(Exercise inputs begins)

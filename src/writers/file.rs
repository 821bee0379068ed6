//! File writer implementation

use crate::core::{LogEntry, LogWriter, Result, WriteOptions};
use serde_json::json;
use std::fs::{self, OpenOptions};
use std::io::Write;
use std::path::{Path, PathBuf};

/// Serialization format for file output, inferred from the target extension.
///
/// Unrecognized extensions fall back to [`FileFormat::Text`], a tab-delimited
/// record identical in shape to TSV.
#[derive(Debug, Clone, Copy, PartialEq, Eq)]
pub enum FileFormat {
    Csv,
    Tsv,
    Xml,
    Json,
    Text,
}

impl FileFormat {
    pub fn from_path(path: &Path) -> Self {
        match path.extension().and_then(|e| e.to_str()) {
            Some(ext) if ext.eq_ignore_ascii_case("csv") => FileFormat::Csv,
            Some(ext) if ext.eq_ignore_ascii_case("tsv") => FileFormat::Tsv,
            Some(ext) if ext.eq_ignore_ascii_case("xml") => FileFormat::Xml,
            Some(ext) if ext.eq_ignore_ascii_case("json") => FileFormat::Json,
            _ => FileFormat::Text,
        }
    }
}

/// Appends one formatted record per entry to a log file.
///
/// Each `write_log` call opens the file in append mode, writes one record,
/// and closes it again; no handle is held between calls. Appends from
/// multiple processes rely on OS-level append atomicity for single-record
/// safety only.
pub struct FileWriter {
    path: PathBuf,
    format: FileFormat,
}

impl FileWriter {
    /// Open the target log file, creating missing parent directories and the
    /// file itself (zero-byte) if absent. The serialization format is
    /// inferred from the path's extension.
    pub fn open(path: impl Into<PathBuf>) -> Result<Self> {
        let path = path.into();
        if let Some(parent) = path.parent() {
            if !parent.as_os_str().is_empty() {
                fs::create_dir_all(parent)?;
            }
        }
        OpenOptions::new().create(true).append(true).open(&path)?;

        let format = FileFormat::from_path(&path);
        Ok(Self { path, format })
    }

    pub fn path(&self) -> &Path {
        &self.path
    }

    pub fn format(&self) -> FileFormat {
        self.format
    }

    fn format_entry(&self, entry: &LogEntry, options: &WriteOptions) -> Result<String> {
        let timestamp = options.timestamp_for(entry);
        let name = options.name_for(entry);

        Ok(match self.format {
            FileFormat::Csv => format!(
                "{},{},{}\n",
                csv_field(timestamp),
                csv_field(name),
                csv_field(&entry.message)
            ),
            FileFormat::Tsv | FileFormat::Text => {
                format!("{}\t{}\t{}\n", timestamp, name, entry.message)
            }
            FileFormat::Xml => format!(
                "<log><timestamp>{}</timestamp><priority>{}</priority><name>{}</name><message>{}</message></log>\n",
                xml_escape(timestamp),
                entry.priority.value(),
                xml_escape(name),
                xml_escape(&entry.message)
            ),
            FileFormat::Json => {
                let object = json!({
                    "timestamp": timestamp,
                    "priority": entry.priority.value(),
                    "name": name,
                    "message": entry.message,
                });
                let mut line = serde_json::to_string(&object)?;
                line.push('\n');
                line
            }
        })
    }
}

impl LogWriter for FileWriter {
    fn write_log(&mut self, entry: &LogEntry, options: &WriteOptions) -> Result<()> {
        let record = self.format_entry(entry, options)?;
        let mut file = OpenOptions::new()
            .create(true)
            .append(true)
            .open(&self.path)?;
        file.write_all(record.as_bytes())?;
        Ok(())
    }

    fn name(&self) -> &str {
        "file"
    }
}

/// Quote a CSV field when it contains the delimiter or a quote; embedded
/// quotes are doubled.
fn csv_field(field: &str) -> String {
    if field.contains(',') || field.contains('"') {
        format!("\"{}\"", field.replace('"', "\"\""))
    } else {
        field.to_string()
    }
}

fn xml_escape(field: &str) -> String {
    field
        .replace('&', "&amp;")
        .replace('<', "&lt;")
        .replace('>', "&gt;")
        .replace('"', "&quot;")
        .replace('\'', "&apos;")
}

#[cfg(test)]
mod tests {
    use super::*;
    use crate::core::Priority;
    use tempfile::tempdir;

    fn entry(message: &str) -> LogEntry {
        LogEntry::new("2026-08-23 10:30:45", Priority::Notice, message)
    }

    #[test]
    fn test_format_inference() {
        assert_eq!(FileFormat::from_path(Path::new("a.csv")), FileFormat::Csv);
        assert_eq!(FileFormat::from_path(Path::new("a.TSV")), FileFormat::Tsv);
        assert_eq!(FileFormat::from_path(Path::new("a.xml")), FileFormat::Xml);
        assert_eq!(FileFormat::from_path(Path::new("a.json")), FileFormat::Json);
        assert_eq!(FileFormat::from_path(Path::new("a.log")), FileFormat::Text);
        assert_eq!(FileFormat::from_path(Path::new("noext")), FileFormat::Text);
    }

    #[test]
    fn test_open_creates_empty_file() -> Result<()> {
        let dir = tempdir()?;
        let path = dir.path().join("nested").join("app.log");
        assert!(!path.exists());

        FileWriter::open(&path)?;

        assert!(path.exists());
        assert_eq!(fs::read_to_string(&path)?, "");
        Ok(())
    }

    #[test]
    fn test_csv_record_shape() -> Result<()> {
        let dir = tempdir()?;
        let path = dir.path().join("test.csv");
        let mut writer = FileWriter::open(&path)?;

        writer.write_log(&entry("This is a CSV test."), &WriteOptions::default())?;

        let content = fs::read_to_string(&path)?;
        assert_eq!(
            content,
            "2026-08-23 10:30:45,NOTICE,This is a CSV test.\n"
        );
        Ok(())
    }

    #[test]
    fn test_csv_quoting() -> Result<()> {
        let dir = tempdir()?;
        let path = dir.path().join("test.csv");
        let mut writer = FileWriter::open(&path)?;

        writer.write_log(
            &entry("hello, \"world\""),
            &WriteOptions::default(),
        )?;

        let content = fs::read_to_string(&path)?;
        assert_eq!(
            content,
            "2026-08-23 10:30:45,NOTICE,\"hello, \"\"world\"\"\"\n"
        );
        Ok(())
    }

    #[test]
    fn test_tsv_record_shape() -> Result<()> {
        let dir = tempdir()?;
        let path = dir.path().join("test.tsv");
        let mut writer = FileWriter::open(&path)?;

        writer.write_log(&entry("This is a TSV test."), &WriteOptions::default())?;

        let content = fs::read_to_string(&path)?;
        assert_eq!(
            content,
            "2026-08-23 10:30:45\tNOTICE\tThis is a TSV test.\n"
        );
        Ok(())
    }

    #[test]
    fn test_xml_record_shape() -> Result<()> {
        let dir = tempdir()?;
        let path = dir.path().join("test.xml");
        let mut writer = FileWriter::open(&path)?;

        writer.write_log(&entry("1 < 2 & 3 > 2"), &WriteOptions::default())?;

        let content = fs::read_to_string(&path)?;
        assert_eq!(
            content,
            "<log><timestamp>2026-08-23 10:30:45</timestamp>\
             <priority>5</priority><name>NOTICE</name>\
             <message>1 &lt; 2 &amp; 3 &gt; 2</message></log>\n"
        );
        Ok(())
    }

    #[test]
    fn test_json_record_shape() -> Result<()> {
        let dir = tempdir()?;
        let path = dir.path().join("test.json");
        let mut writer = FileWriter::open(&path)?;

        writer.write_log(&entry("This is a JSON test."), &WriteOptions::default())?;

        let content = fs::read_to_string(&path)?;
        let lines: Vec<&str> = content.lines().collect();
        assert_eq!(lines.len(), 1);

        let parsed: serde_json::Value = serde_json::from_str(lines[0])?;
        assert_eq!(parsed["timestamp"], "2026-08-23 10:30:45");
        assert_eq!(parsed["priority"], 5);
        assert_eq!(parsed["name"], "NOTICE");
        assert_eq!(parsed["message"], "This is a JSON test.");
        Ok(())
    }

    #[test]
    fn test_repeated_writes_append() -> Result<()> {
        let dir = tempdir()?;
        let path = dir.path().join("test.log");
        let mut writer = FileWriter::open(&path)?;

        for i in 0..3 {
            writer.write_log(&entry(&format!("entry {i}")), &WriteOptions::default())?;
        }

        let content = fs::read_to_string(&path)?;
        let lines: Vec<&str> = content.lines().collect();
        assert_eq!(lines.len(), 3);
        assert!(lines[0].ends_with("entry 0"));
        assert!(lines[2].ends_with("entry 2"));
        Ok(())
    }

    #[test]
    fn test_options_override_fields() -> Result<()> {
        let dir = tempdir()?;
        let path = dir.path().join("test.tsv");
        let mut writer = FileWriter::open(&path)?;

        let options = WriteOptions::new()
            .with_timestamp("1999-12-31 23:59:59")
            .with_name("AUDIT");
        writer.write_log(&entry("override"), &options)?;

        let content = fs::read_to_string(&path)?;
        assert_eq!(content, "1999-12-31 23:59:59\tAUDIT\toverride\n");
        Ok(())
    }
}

(Exercise inputs ends)
(Exercise inputs begins)

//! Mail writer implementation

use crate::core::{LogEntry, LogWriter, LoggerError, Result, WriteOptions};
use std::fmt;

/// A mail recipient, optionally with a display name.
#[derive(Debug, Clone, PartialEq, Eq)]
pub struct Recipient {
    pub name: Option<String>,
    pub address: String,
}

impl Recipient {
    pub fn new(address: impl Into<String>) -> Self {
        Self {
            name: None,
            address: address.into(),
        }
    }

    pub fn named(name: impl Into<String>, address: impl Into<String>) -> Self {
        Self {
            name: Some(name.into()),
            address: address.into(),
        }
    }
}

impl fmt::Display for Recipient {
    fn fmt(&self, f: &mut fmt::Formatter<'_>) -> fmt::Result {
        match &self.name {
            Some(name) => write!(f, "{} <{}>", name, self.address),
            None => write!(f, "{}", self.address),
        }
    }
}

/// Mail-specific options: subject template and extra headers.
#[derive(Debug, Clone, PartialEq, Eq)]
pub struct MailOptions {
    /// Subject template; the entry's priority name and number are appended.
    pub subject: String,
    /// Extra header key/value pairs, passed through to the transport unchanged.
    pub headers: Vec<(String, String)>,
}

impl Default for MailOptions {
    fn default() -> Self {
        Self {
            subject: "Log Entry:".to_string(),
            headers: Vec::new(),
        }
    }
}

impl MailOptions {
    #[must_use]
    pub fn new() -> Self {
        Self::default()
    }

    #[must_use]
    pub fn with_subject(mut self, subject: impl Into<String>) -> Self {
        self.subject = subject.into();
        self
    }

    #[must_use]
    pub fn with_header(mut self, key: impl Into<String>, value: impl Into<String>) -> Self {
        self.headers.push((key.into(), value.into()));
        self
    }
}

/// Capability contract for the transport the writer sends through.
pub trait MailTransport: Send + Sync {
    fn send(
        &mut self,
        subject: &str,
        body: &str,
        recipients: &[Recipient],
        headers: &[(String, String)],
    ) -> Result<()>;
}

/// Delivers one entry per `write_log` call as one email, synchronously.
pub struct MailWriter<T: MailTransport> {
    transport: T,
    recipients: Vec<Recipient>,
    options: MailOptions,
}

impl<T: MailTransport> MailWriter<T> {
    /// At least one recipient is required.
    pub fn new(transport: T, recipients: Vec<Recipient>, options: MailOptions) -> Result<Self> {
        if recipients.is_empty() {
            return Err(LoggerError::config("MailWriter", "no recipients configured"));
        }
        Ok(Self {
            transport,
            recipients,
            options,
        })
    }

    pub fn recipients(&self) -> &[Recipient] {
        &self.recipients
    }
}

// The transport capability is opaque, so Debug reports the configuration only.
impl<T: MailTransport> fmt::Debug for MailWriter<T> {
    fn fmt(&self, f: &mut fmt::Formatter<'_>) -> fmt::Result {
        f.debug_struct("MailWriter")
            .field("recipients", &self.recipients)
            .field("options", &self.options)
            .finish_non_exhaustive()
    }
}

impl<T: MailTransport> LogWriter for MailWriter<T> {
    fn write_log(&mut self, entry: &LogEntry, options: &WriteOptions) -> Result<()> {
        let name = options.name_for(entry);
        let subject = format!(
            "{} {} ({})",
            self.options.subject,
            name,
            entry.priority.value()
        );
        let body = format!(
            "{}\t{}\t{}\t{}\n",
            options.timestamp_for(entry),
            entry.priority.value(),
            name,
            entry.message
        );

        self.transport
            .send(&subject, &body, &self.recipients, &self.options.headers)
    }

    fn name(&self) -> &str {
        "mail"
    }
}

(Exercise inputs ends)
(Exercise inputs begins)

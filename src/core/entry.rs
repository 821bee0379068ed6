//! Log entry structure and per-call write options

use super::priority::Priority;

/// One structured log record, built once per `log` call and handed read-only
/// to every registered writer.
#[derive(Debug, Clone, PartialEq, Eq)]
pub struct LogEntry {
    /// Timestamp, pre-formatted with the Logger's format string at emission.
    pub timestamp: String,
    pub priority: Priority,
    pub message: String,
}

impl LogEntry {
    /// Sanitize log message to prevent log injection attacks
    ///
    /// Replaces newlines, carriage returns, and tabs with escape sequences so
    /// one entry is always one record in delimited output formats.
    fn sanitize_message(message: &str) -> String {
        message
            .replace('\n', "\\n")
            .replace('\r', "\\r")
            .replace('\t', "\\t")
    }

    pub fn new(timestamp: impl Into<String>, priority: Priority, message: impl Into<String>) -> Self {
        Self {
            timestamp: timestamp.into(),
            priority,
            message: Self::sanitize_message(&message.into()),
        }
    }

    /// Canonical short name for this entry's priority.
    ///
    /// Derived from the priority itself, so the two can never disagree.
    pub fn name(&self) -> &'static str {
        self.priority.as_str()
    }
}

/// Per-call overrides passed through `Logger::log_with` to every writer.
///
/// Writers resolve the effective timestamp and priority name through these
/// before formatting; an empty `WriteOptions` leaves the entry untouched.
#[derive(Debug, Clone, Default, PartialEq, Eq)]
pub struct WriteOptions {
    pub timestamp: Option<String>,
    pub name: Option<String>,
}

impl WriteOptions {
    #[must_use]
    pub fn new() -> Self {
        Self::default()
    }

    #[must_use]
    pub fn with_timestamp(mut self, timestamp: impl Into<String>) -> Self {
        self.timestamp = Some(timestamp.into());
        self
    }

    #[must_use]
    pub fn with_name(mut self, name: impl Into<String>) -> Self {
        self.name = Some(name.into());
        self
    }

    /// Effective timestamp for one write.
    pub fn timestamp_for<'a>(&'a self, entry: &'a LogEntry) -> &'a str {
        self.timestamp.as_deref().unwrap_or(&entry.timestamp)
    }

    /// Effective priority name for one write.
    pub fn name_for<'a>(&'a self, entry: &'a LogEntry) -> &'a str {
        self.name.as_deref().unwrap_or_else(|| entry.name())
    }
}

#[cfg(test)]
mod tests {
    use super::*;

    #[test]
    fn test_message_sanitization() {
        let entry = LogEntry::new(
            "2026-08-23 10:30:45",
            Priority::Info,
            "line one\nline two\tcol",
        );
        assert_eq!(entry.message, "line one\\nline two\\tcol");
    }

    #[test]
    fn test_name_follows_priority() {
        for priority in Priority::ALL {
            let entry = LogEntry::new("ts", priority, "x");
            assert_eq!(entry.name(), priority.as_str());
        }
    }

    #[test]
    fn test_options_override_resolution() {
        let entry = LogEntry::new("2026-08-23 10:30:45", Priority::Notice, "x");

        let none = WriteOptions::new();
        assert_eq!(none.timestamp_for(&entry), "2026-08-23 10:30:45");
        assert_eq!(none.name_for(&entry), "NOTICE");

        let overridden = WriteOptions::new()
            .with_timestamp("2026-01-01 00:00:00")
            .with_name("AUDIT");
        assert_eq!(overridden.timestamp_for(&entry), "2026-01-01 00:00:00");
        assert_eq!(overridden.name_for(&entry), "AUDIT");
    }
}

(Exercise inputs ends)

__Work request__: In the listing above, find every line with the word "MailOptions" and copy it.

__Written solution__:
pub struct MailOptions {
impl Default for MailOptions {
impl MailOptions {
    options: MailOptions,
    pub fn new(transport: T, recipients: Vec<Recipient>, options: MailOptions) -> Result<Self> {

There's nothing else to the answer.